Missing? North Korean Leader Kim Jong Un Absent From Country’s Biggest Celebration

North Korean leader Kim Jong Un was a no-show at the nation’s largest celebration Wednesday, failing to present himself for the “Day of the Sun” — the birthday of Kim Il Sun, the nation’s first dictator.
Instead, North Korean leadership were said to have paid tribute to Kim Jong Un’s direct ancestor, behind closed doors and out of the public eye, according to Fox News.
“The Korean Central News Agency said only that a group of senior government, party and military officials paid tribute at the Kumsusan Palace of the Sun for Kim Il Sung’s 108th birthday,” per Fox.
Kim Jong Un, the nation’s current despot, was nowhere to be seen, and official media reports resisted referring to him by name, even when recounting a state visit to the state cemetery, where past North Korean leaders are buried. Wreaths and floral arrangements were “laid at the statues of the great leaders and mosaics picturing their smiling images,” state-run media said, without specifying who visited the tombs.
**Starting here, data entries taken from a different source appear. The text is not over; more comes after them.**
//! Triage - IT 故障分诊编排器
//!
//! 一条故障报告依次经过：分类到模块 → 查询该模块近期变更 → 按保修策略决定指派组 → 建单。
//!
//! 模块划分：
//! - **agent**: 按配置装配能力实现与编排图
//! - **capabilities**: 分类、变更查询、建单、知识库四类能力的 trait 与实现（含测试替身）
//! - **config**: 应用配置加载（TOML + 环境变量）
//! - **core**: 会话状态机、指派策略、编排图与 run_triage 入口
//! - **llm**: LLM 客户端抽象与实现（OpenAI 兼容 / DeepSeek / 脚本化 Mock）
//! - **observability**: tracing 日志初始化
//! - **tools**: 分类器可调用的工具（知识库检索）与执行器

pub mod agent;
pub mod capabilities;
pub mod config;
pub mod core;
pub mod llm;
pub mod observability;
pub mod tools;

pub use crate::agent::create_triage_graph;
pub use crate::config::{load_config, AppConfig};
pub use crate::core::{
    run_triage, run_triage_with, Outcome, RunOptions, TriageError, TriageFailure, TriageGraph,
};
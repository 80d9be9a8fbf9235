//! 工单系统写入：向配置的 HTTP 端点 POST 建单请求
//!
//! 响应为 `{"receipt_text": "..."}` 时取该字段，否则把响应体原样当作回执。

use std::time::Duration;

use async_trait::async_trait;

use crate::capabilities::{TicketReceipt, TicketRequest, TicketSink};
use crate::core::{CapabilityError, TriageError};

pub struct HttpTicketSink {
    client: reqwest::Client,
    endpoint: String,
}

impl HttpTicketSink {
    pub fn new(endpoint: impl Into<String>, timeout_secs: u64) -> Result<Self, TriageError> {
        let client = reqwest::Client::builder()
            .timeout(Duration::from_secs(timeout_secs))
            .build()
            .map_err(|e| TriageError::config(format!("ticketing client: {e}")))?;
        Ok(Self {
            client,
            endpoint: endpoint.into(),
        })
    }
}

/// 解析建单响应体
pub fn parse_receipt(body: &str) -> Result<TicketReceipt, CapabilityError> {
    let body = body.trim();
    if body.is_empty() {
        return Err(CapabilityError::Malformed("empty ticket response".to_string()));
    }
    if body.starts_with('{') {
        return serde_json::from_str(body)
            .map_err(|e| CapabilityError::Malformed(format!("missing receipt_text: {e}")));
    }
    Ok(TicketReceipt {
        receipt_text: body.to_string(),
    })
}

#[async_trait]
impl TicketSink for HttpTicketSink {
    async fn create_ticket(
        &self,
        request: &TicketRequest,
    ) -> Result<TicketReceipt, CapabilityError> {
        let resp = self
            .client
            .post(&self.endpoint)
            .json(request)
            .send()
            .await
            .map_err(|e| CapabilityError::Failed(e.to_string()))?;

        let status = resp.status();
        let body = resp
            .text()
            .await
            .map_err(|e| CapabilityError::Failed(e.to_string()))?;
        if !status.is_success() {
            return Err(CapabilityError::Failed(format!("HTTP {}: {}", status, body.trim())));
        }
        parse_receipt(&body)
    }
}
Kim Jong Un hasn’t missed the annual event since taking power in 2011
Experts told Fox that they believe Kim Jong Un may be avoiding public gatherings because of the novel coronavirus, which is likely to have spread through North Korea, even though the Communist nation denies that it has had a single incidence of the virus, and even though more than 2 million people across the world have been infected.
North Korea is practicing social distancing, and state run media reported in March that the country was closing its border with China and halting trade in order to keep North Koreans safe from the virus. France24 reports that North Korea, through its close relationship with China, may have even known about the outbreak before the rest of the world, allowing it to take extreme measures sooner than other nations.
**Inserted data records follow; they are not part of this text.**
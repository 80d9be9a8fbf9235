//! 应用配置：从 config/default.toml 与环境变量加载
//!
//! 加载顺序：先读 TOML 文件，再用环境变量 `TRIAGE__*` 覆盖（双下划线表示嵌套，如 `TRIAGE__TRIAGE__MAX_ITERATIONS=5`）。

use std::collections::HashMap;
use std::path::PathBuf;

use serde::Deserialize;

use crate::core::Priority;

/// 应用配置根（对应 config/default.toml 的顶层）
#[derive(Debug, Clone, Deserialize, Default)]
#[serde(default)]
pub struct AppConfig {
    pub app: AppSection,
    pub llm: LlmSection,
    pub triage: TriageSection,
    pub knowledge_base: KnowledgeBaseSection,
    pub changes: ChangesSection,
    pub ticketing: TicketingSection,
}

/// [app] 段
#[derive(Debug, Clone, Deserialize, Default)]
#[serde(default)]
pub struct AppSection {
    pub name: Option<String>,
}

/// [llm] 段：分类器背后的模型选择与超时
#[derive(Debug, Clone, Deserialize)]
#[serde(default)]
pub struct LlmSection {
    /// 分类器后端：keyword（离线关键词分类）/ openai / deepseek；后两者缺少 API Key 时装配失败
    pub provider: String,
    pub model: String,
    pub base_url: Option<String>,
    /// 单次请求超时（秒）
    pub request_timeout_secs: u64,
    /// 覆盖内置的分诊 system prompt
    pub system_prompt_path: Option<PathBuf>,
}

impl Default for LlmSection {
    fn default() -> Self {
        Self {
            provider: "keyword".to_string(),
            model: "gpt-4o-mini".to_string(),
            base_url: None,
            request_timeout_secs: 60,
            system_prompt_path: None,
        }
    }
}

/// [triage] 段：状态机上限、超时与分派策略
#[derive(Debug, Clone, Deserialize)]
#[serde(default)]
pub struct TriageSection {
    /// Triaging 自环的最大分类次数
    pub max_iterations: usize,
    /// 工单优先级（常量，不参与计算）
    pub priority: Priority,
    /// 单个会话的墙钟超时（秒），不设则不限
    pub session_timeout_secs: Option<u64>,
    /// 单次能力调用超时（秒）
    pub capability_timeout_secs: u64,
    /// 保修窗口（天）；不设时任何供应商变更都视为在保
    pub warranty_window_days: Option<u32>,
    /// 供应商作者识别正则，第一个捕获组为供应商标签
    pub vendor_pattern: String,
    /// 供应商组名模板，`{tag}` 替换为捕获到的标签
    pub vendor_group_template: String,
    /// 无近期变更时的默认组
    pub l2_group: String,
    /// 内部架构师组前缀，后接模块名
    pub architect_prefix: String,
}

impl Default for TriageSection {
    fn default() -> Self {
        Self {
            max_iterations: 10,
            priority: Priority::P1,
            session_timeout_secs: None,
            capability_timeout_secs: 60,
            warranty_window_days: None,
            vendor_pattern: "^Vendor_([A-Za-z0-9]+)".to_string(),
            vendor_group_template: "Vendor_{tag}".to_string(),
            l2_group: "L2_Support_Triage".to_string(),
            architect_prefix: "SA_Architect_".to_string(),
        }
    }
}

/// [knowledge_base] 段：Elasticsearch 运维手册索引
#[derive(Debug, Clone, Deserialize)]
#[serde(default)]
pub struct KnowledgeBaseSection {
    /// 未设置时知识库检索始终返回「不可用」提示
    pub url: Option<String>,
    pub index: String,
    /// 文档正文所在字段
    pub text_field: String,
    pub top_k: usize,
    pub timeout_secs: u64,
    /// 检索失败时是否降级为提示文本（false 则作为能力失败上抛）
    pub degrade_on_error: bool,
}

impl Default for KnowledgeBaseSection {
    fn default() -> Self {
        Self {
            url: None,
            index: "it_runbooks".to_string(),
            text_field: "text".to_string(),
            top_k: 3,
            timeout_secs: 15,
            degrade_on_error: true,
        }
    }
}

/// [changes] 段：近期变更查询
#[derive(Debug, Clone, Deserialize)]
#[serde(default)]
pub struct ChangesSection {
    /// git / static
    pub provider: String,
    pub repo_root: PathBuf,
    pub branch: String,
    pub commit_limit: usize,
    /// 模块名 -> 仓库内路径；未列出的模块按同名目录查询
    pub module_paths: HashMap<String, String>,
}

impl Default for ChangesSection {
    fn default() -> Self {
        Self {
            provider: "static".to_string(),
            repo_root: PathBuf::from("."),
            branch: "main".to_string(),
            commit_limit: 5,
            module_paths: HashMap::new(),
        }
    }
}

/// [ticketing] 段：工单系统写入
#[derive(Debug, Clone, Deserialize)]
#[serde(default)]
pub struct TicketingSection {
    /// http / mock
    pub provider: String,
    pub endpoint: Option<String>,
    pub timeout_secs: u64,
}

impl Default for TicketingSection {
    fn default() -> Self {
        Self {
            provider: "mock".to_string(),
            endpoint: None,
            timeout_secs: 30,
        }
    }
}

/// 从 config 目录加载配置，环境变量 TRIAGE__* 可覆盖
///
/// 1. 按顺序查找 config/default.toml、../config/default.toml、default.toml，找到则作为第一源
/// 2. 若传入 config_path 且文件存在，则追加该文件（可覆盖前面的键）
/// 3. 最后叠加环境变量 TRIAGE__*（双下划线表示嵌套键）
pub fn load_config(config_path: Option<PathBuf>) -> Result<AppConfig, config::ConfigError> {
    let mut builder = config::Config::builder();

    let default_names = ["config/default", "../config/default", "default"];
    for name in default_names {
        let path = format!("{}.toml", name);
        if std::path::Path::new(&path).exists() {
            builder = builder.add_source(config::File::with_name(name).required(false));
            break;
        }
    }

    if let Some(ref path) = config_path {
        if path.exists() {
            builder = builder.add_source(config::File::from(path.clone()).required(false));
        }
    }

    builder = builder.add_source(
        config::Environment::with_prefix("TRIAGE")
            .separator("__")
            .try_parsing(true),
    );

    let c = builder.build()?;
    c.try_deserialize()
}

#[cfg(test)]
mod tests {
    use super::*;
    use std::io::Write;

    #[test]
    fn test_default_routing_groups() {
        let cfg = AppConfig::default();
        assert_eq!(cfg.triage.max_iterations, 10);
        assert_eq!(cfg.llm.provider, "keyword");
        assert_eq!(cfg.triage.priority, Priority::P1);
        assert_eq!(cfg.triage.l2_group, "L2_Support_Triage");
        assert_eq!(cfg.triage.architect_prefix, "SA_Architect_");
        assert!(cfg.triage.warranty_window_days.is_none());
        assert_eq!(cfg.knowledge_base.index, "it_runbooks");
        assert_eq!(cfg.knowledge_base.top_k, 3);
    }

    #[test]
    fn test_load_config_file_overrides() {
        let mut file = tempfile::Builder::new().suffix(".toml").tempfile().unwrap();
        writeln!(
            file,
            "[triage]\nmax_iterations = 4\nwarranty_window_days = 30\npriority = \"P2\"\n\n[changes]\nprovider = \"git\"\n\n[changes.module_paths]\nbilling_service = \"services/billing\""
        )
        .unwrap();

        let cfg = load_config(Some(file.path().to_path_buf())).unwrap();
        assert_eq!(cfg.triage.max_iterations, 4);
        assert_eq!(cfg.triage.warranty_window_days, Some(30));
        assert_eq!(cfg.triage.priority, Priority::P2);
        // 未写的键保持默认
        assert_eq!(cfg.triage.l2_group, "L2_Support_Triage");
        assert_eq!(cfg.changes.provider, "git");
        assert_eq!(
            cfg.changes.module_paths.get("billing_service").map(String::as_str),
            Some("services/billing")
        );
    }
}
“Back in January, North Korea sealed its borders and began imposing internal quarantines even before the city of Wuhan in China was fully sealed off, which in hindsight looks like it was actually smart for the most part,” one expert told France24.
CIA analysts told Fox News last month, though, that it was virtually impossible for North Korea to have avoided the virus, but that, as a closed-off nation, information from its government is notoriously unreliable.
“It’s impossible for North Korea not to have a single case of coronavirus,” one analyst told the news network.
“It is a closed-off nation, so we can’t say emphatically that they have cases, but we’re fairly certain they do,” added another. “What I do know is that their armed forces had been fundamentally in lockdown for about 30 days, and only recently have they started routine training again. As one example, they didn’t fly an airplane for 24 days.”
A Japanese news source reported that 100 North Korean soldiers, working along the border, had died of coronavirus, according to Fox. Another — a South Korean newspaper — noted that Kim Jong Un was spending a considerable amount of time away from North Korea’s city centers and government buildings in order to avoid getting COVID-19.